MATERIAL SHOWN =
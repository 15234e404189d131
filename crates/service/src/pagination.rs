//! Page-number pagination for list pages.
//!
//! Page numbers come straight from the query string, so [`PageRequest::parse`] never
//! fails: junk means page 1, and [`paginate`] clamps the number into
//! `1..=num_pages` once the row count is known.

use sea_orm::{DatabaseConnection, EntityTrait, PaginatorTrait, Select};
use serde::Serialize;

use crate::errors::ServiceError;

/// Public list pages (services, trainings).
pub const PAGE_SIZE: u64 = 9;
/// Admin contact inbox.
pub const ADMIN_PAGE_SIZE: u64 = 20;

/// Requested page, 1-based, not yet clamped to the last page.
#[derive(Clone, Copy, Debug, PartialEq, Eq)]
pub struct PageRequest {
    pub page: u64,
    pub per_page: u64,
}

impl PageRequest {
    pub fn new(page: u64, per_page: u64) -> Self {
        Self { page: page.max(1), per_page: per_page.max(1) }
    }

    /// Missing or non-integer → 1, below 1 → 1. Integers too large for `i64` are
    /// treated as "past the end" and clamp to the last page later.
    pub fn parse(raw: Option<&str>, per_page: u64) -> Self {
        let page = match raw.map(str::trim) {
            None | Some("") => 1,
            Some(s) => match s.parse::<i64>() {
                Ok(n) if n >= 1 => n as u64,
                Ok(_) => 1,
                Err(_) if s.bytes().all(|b| b.is_ascii_digit()) => u64::MAX,
                Err(_) => 1,
            },
        };
        Self::new(page, per_page)
    }
}

/// One page of results plus what a template needs to draw the pager.
#[derive(Clone, Debug, Serialize)]
pub struct Page<T> {
    pub items: Vec<T>,
    pub number: u64,
    pub num_pages: u64,
    pub per_page: u64,
    pub total: u64,
    pub has_next: bool,
    pub has_previous: bool,
}

/// Clamp `requested` into `1..=num_pages`; an empty result set still has one page.
pub fn clamp_page(requested: u64, num_pages: u64) -> (u64, u64) {
    let num_pages = num_pages.max(1);
    (requested.clamp(1, num_pages), num_pages)
}

pub async fn paginate<E>(
    db: &DatabaseConnection,
    select: Select<E>,
    req: PageRequest,
) -> Result<Page<E::Model>, ServiceError>
where
    E: EntityTrait,
    E::Model: Sync,
{
    let paginator = select.paginate(db, req.per_page);
    let counts = paginator.num_items_and_pages().await.map_err(ServiceError::db)?;
    let (number, num_pages) = clamp_page(req.page, counts.number_of_pages);
    let items = paginator.fetch_page(number - 1).await.map_err(ServiceError::db)?;
    Ok(Page {
        items,
        number,
        num_pages,
        per_page: req.per_page,
        total: counts.number_of_items,
        has_next: number < num_pages,
        has_previous: number > 1,
    })
}

#[cfg(test)]
mod tests {
    use super::*;

    #[test]
    fn parse_defaults_junk_to_first_page() {
        assert_eq!(PageRequest::parse(None, 9).page, 1);
        assert_eq!(PageRequest::parse(Some(""), 9).page, 1);
        assert_eq!(PageRequest::parse(Some("abc"), 9).page, 1);
        assert_eq!(PageRequest::parse(Some("2.5"), 9).page, 1);
        assert_eq!(PageRequest::parse(Some("0"), 9).page, 1);
        assert_eq!(PageRequest::parse(Some("-4"), 9).page, 1);
        assert_eq!(PageRequest::parse(Some(" 3 "), 9).page, 3);
    }

    #[test]
    fn parse_huge_number_means_past_the_end() {
        let req = PageRequest::parse(Some("99999999999999999999999"), 9);
        assert_eq!(req.page, u64::MAX);
        assert_eq!(clamp_page(req.page, 4), (4, 4));
    }

    #[test]
    fn clamp_handles_empty_and_out_of_range() {
        assert_eq!(clamp_page(1, 0), (1, 1));
        assert_eq!(clamp_page(7, 0), (1, 1));
        assert_eq!(clamp_page(7, 3), (3, 3));
        assert_eq!(clamp_page(2, 3), (2, 3));
    }

    #[test]
    fn per_page_never_zero() {
        assert_eq!(PageRequest::new(0, 0), PageRequest { page: 1, per_page: 1 });
    }
}
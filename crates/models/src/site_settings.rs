//! Site-wide settings. A single row at most.
//!
//! The singleton rule lives in [`ActiveModelBehavior::before_save`] so every insert
//! path (admin API, fixtures, seeders) hits it, not just [`create`].

use sea_orm::{entity::prelude::*, DatabaseConnection, PaginatorTrait, QueryOrder, Set};
use chrono::Utc;
use serde::{Deserialize, Serialize};

use crate::{errors::ModelError, validate};

pub const SINGLETON_VIOLATION: &str = "Only one SiteSettings instance is allowed";
pub const DEFAULT_SITE_NAME: &str = "Zynder Tech";
pub const DEFAULT_WHATSAPP_MESSAGE: &str = "Hello! I'm interested in your services.";

#[derive(Clone, Debug, PartialEq, DeriveEntityModel, Serialize, Deserialize)]
#[sea_orm(table_name = "site_settings")]
pub struct Model {
    #[sea_orm(primary_key)]
    pub id: i32,
    pub site_name: String,
    pub site_logo: Option<String>,
    pub favicon: Option<String>,
    pub primary_color: String,
    pub secondary_color: String,
    pub phone_number: String,
    #[sea_orm(column_name = "phone_number_2")]
    pub phone_number_2: String,
    pub email: String,
    #[sea_orm(column_type = "Text")]
    pub address: String,
    pub facebook_url: String,
    pub twitter_url: String,
    pub instagram_url: String,
    pub linkedin_url: String,
    pub whatsapp_number: String,
    #[sea_orm(column_type = "Text")]
    pub whatsapp_message: String,
    pub smtp_host: String,
    pub smtp_port: i32,
    pub smtp_username: String,
    #[serde(skip_serializing)]
    pub smtp_password: String,
    pub smtp_use_tls: bool,
    #[sea_orm(column_type = "Text")]
    pub map_embed_code: String,
    pub created_at: DateTimeWithTimeZone,
    pub updated_at: DateTimeWithTimeZone,
}

#[derive(Copy, Clone, Debug, EnumIter)]
pub enum Relation {}

impl RelationTrait for Relation {
    fn def(&self) -> RelationDef { panic!("no relations") }
}

#[async_trait::async_trait]
impl ActiveModelBehavior for ActiveModel {
    async fn before_save<C>(self, db: &C, insert: bool) -> Result<Self, DbErr>
    where
        C: ConnectionTrait,
    {
        if insert && Entity::find().count(db).await? > 0 {
            return Err(DbErr::Custom(SINGLETON_VIOLATION.to_string()));
        }
        Ok(self)
    }
}

impl Model {
    /// Address notifications go to; falls back to the SMTP login when `email` is blank.
    pub fn notification_recipient(&self) -> &str {
        if self.email.trim().is_empty() { &self.smtp_username } else { &self.email }
    }

    pub fn smtp_configured(&self) -> bool { !self.smtp_username.trim().is_empty() }
}

/// The part of the settings public pages render. Mail relay settings stay server-side.
#[derive(Clone, Debug, PartialEq, Serialize)]
pub struct PublicSiteSettings {
    pub site_name: String,
    pub site_logo: Option<String>,
    pub favicon: Option<String>,
    pub primary_color: String,
    pub secondary_color: String,
    pub phone_number: String,
    pub phone_number_2: String,
    pub email: String,
    pub address: String,
    pub facebook_url: String,
    pub twitter_url: String,
    pub instagram_url: String,
    pub linkedin_url: String,
    pub whatsapp_number: String,
    pub whatsapp_message: String,
    pub map_embed_code: String,
}

impl From<Model> for PublicSiteSettings {
    fn from(m: Model) -> Self {
        Self {
            site_name: m.site_name,
            site_logo: m.site_logo,
            favicon: m.favicon,
            primary_color: m.primary_color,
            secondary_color: m.secondary_color,
            phone_number: m.phone_number,
            phone_number_2: m.phone_number_2,
            email: m.email,
            address: m.address,
            facebook_url: m.facebook_url,
            twitter_url: m.twitter_url,
            instagram_url: m.instagram_url,
            linkedin_url: m.linkedin_url,
            whatsapp_number: m.whatsapp_number,
            whatsapp_message: m.whatsapp_message,
            map_embed_code: m.map_embed_code,
        }
    }
}

/// Partial settings payload. Absent fields keep their current (or default) value.
#[derive(Clone, Debug, Default, Deserialize, Serialize)]
pub struct SiteSettingsInput {
    pub site_name: Option<String>,
    pub site_logo: Option<Option<String>>,
    pub favicon: Option<Option<String>>,
    pub primary_color: Option<String>,
    pub secondary_color: Option<String>,
    pub phone_number: Option<String>,
    pub phone_number_2: Option<String>,
    pub email: Option<String>,
    pub address: Option<String>,
    pub facebook_url: Option<String>,
    pub twitter_url: Option<String>,
    pub instagram_url: Option<String>,
    pub linkedin_url: Option<String>,
    pub whatsapp_number: Option<String>,
    pub whatsapp_message: Option<String>,
    pub smtp_host: Option<String>,
    pub smtp_port: Option<i32>,
    pub smtp_username: Option<String>,
    pub smtp_password: Option<String>,
    pub smtp_use_tls: Option<bool>,
    pub map_embed_code: Option<String>,
}

impl SiteSettingsInput {
    pub fn validate(&self) -> Result<(), ModelError> {
        if let Some(v) = &self.site_name { validate::required_max("site_name", v, 100)?; }
        if let Some(v) = &self.phone_number { validate::max_len("phone_number", v, 20)?; }
        if let Some(v) = &self.phone_number_2 { validate::max_len("phone_number_2", v, 20)?; }
        if let Some(v) = &self.whatsapp_number { validate::max_len("whatsapp_number", v, 20)?; }
        if let Some(v) = &self.email {
            if !v.trim().is_empty() { validate::email("email", v.trim())?; }
        }
        if let Some(p) = self.smtp_port {
            if !(1..=65535).contains(&p) {
                return Err(ModelError::Validation("smtp_port must be between 1 and 65535".into()));
            }
        }
        Ok(())
    }

    fn apply(self, am: &mut ActiveModel) {
        if let Some(v) = self.site_name { am.site_name = Set(v); }
        if let Some(v) = self.site_logo { am.site_logo = Set(v); }
        if let Some(v) = self.favicon { am.favicon = Set(v); }
        if let Some(v) = self.primary_color { am.primary_color = Set(v); }
        if let Some(v) = self.secondary_color { am.secondary_color = Set(v); }
        if let Some(v) = self.phone_number { am.phone_number = Set(v); }
        if let Some(v) = self.phone_number_2 { am.phone_number_2 = Set(v); }
        if let Some(v) = self.email { am.email = Set(v.trim().to_string()); }
        if let Some(v) = self.address { am.address = Set(v); }
        if let Some(v) = self.facebook_url { am.facebook_url = Set(v); }
        if let Some(v) = self.twitter_url { am.twitter_url = Set(v); }
        if let Some(v) = self.instagram_url { am.instagram_url = Set(v); }
        if let Some(v) = self.linkedin_url { am.linkedin_url = Set(v); }
        if let Some(v) = self.whatsapp_number { am.whatsapp_number = Set(v); }
        if let Some(v) = self.whatsapp_message { am.whatsapp_message = Set(v); }
        if let Some(v) = self.smtp_host { am.smtp_host = Set(v); }
        if let Some(v) = self.smtp_port { am.smtp_port = Set(v); }
        if let Some(v) = self.smtp_username { am.smtp_username = Set(v); }
        if let Some(v) = self.smtp_password { am.smtp_password = Set(v); }
        if let Some(v) = self.smtp_use_tls { am.smtp_use_tls = Set(v); }
        if let Some(v) = self.map_embed_code { am.map_embed_code = Set(v); }
    }
}

fn defaults() -> ActiveModel {
    let now = Utc::now().into();
    ActiveModel {
        site_name: Set(DEFAULT_SITE_NAME.to_string()),
        site_logo: Set(None),
        favicon: Set(None),
        primary_color: Set("#007bff".into()),
        secondary_color: Set("#6c757d".into()),
        phone_number: Set(String::new()),
        phone_number_2: Set(String::new()),
        email: Set(String::new()),
        address: Set(String::new()),
        facebook_url: Set(String::new()),
        twitter_url: Set(String::new()),
        instagram_url: Set(String::new()),
        linkedin_url: Set(String::new()),
        whatsapp_number: Set(String::new()),
        whatsapp_message: Set(DEFAULT_WHATSAPP_MESSAGE.to_string()),
        smtp_host: Set(String::new()),
        smtp_port: Set(587),
        smtp_username: Set(String::new()),
        smtp_password: Set(String::new()),
        smtp_use_tls: Set(true),
        map_embed_code: Set(String::new()),
        created_at: Set(now),
        updated_at: Set(now),
        ..Default::default()
    }
}

/// The settings row, if one has been created.
pub async fn get(db: &DatabaseConnection) -> Result<Option<Model>, ModelError> {
    Entity::find().order_by_asc(Column::Id).one(db).await.map_err(ModelError::db)
}

pub async fn create(db: &DatabaseConnection, input: SiteSettingsInput) -> Result<Model, ModelError> {
    input.validate()?;
    let mut am = defaults();
    input.apply(&mut am);
    am.insert(db).await.map_err(map_save_err)
}

pub async fn update(db: &DatabaseConnection, input: SiteSettingsInput) -> Result<Option<Model>, ModelError> {
    input.validate()?;
    let Some(current) = get(db).await? else { return Ok(None) };
    let mut am: ActiveModel = current.into();
    input.apply(&mut am);
    am.updated_at = Set(Utc::now().into());
    am.update(db).await.map(Some).map_err(map_save_err)
}

fn map_save_err(e: DbErr) -> ModelError {
    match e {
        DbErr::Custom(msg) if msg == SINGLETON_VIOLATION => ModelError::Conflict(msg),
        other => ModelError::db(other),
    }
}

WHAT IS REQUIRED = Work out how many lines of the material above contain "ModelError", then write that number alone.

SOLUTION BELOW = 10